* Task to carry out
Some lines in the records below may hold the word "used"; give the number of those lines and nothing else.

* Source material
//! Configuration manager for gatekeeper.

use std::fs::File;
use std::path::{Path, PathBuf};
use std::sync::Arc;

use axum::extract::FromRef;
use serde::{Deserialize, Serialize};
use url::Url;

use crate::AppState;

const DEFAULT_CONFIG_PATH: &str = "config.yaml";
const DEFAULT_ADDRESS: &str = "0.0.0.0:8888";
const SECRET_ENV: &str = "JWT_SECRET";
const VERSION: &str = env!("CARGO_PKG_VERSION");

#[derive(Debug, Default, Clone, PartialEq, Serialize, Deserialize)]
pub struct Configuration {
    /// Instance name.
    pub name: String,
    /// Public URL of current instance. Also used as token issuer.
    pub url: String,
    /// Socket address to listen on.
    #[serde(skip_serializing)]
    pub address: Option<String>,
    #[serde(default)]
    version: String,
    #[serde(skip)]
    path: PathBuf,
    /// Related to SQLite configuration.
    #[serde(skip_serializing)]
    pub database: Option<Database>,
    /// Related to JsonWebToken configuration.
    #[serde(skip_serializing)]
    pub token: Option<Token>,
    /// Related to Argon2 configuration.
    #[serde(skip_serializing)]
    pub argon2: Option<Argon2>,
}

/// SQLite configuration.
#[derive(Debug, Default, PartialEq, Clone, Serialize, Deserialize)]
pub struct Database {
    /// Connection string, e.g. `sqlite://gatekeeper.db`.
    pub url: String,
    /// Maximum pool connections.
    pub pool_size: Option<u32>,
}

/// Argon2 configuration.
#[derive(Debug, PartialEq, Clone, Serialize, Deserialize)]
pub struct Argon2 {
    /// Memory used while hashing, in KiB.
    pub memory_cost: u32,
    /// Iterations of hash.
    pub iterations: u32,
    /// Parallelism degree.
    pub parallelism: u32,
    /// Output hash length.
    pub hash_length: usize,
}

impl Default for Argon2 {
    fn default() -> Self {
        Self {
            memory_cost: 1024 * 64, // 64 MiB.
            iterations: 4,
            parallelism: 2,
            hash_length: 32,
        }
    }
}

/// Json Web Token configuration.
#[derive(Debug, Default, PartialEq, Clone, Serialize, Deserialize)]
pub struct Token {
    /// HMAC secret. `JWT_SECRET` takes precedence when set.
    #[serde(default)]
    pub secret: String,
    /// Update token audience.
    pub audience: Option<String>,
    /// Token lifetime in seconds.
    pub expiration: Option<u64>,
}

impl FromRef<AppState> for Arc<Configuration> {
    fn from_ref(state: &AppState) -> Arc<Configuration> {
        Arc::clone(&state.config)
    }
}

impl Configuration {
    pub fn path(mut self, path: PathBuf) -> Self {
        self.path = path;
        self
    }

    /// Address to bind the HTTP listener on.
    pub fn address(&self) -> &str {
        self.address.as_deref().unwrap_or(DEFAULT_ADDRESS)
    }

    /// Instance version.
    pub fn version(&self) -> &str {
        &self.version
    }

    /// Normalizes a URL string by ensuring it starts with a valid scheme
    /// (`http` or `https`).
    fn normalize_url(&self, url: &str) -> Result<String, url::ParseError> {
        let url_with_scheme =
            if url.starts_with("http://") || url.starts_with("https://") {
                url.to_string()
            } else {
                format!("https://{url}")
            };

        let parsed_url = Url::parse(&url_with_scheme)?;
        Ok(parsed_url.to_string())
    }

    /// Reads the `config.yaml` file from the specified path or the default
    /// location.
    pub fn read(self) -> Result<Arc<Self>, url::ParseError> {
        let file_path = if self.path.is_file() {
            &self.path
        } else {
            &Path::new(DEFAULT_CONFIG_PATH).to_path_buf()
        };

        let mut config = match File::open(file_path) {
            Ok(file) => {
                match serde_yaml::from_reader::<_, Configuration>(file) {
                    Ok(config) => config,
                    Err(err) => self.error(err),
                }
            },
            Err(err) => self.error(err),
        };

        config.version = VERSION.to_owned();
        if !config.url.is_empty() {
            config.url = self.normalize_url(&config.url)?;
        }

        // environment wins over file for secrets.
        if let Ok(secret) = std::env::var(SECRET_ENV) {
            config.token.get_or_insert_with(Token::default).secret = secret;
        }

        Ok(Arc::new(config))
    }

    /// Return a default configuration as fallback.
    fn error(&self, err: impl std::error::Error) -> Self {
        tracing::error!(
            error = %err,
            "`config.yaml` file not found or invalid"
        );
        Self {
            version: VERSION.to_owned(),
            ..Default::default()
        }
    }
}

* Completed task
2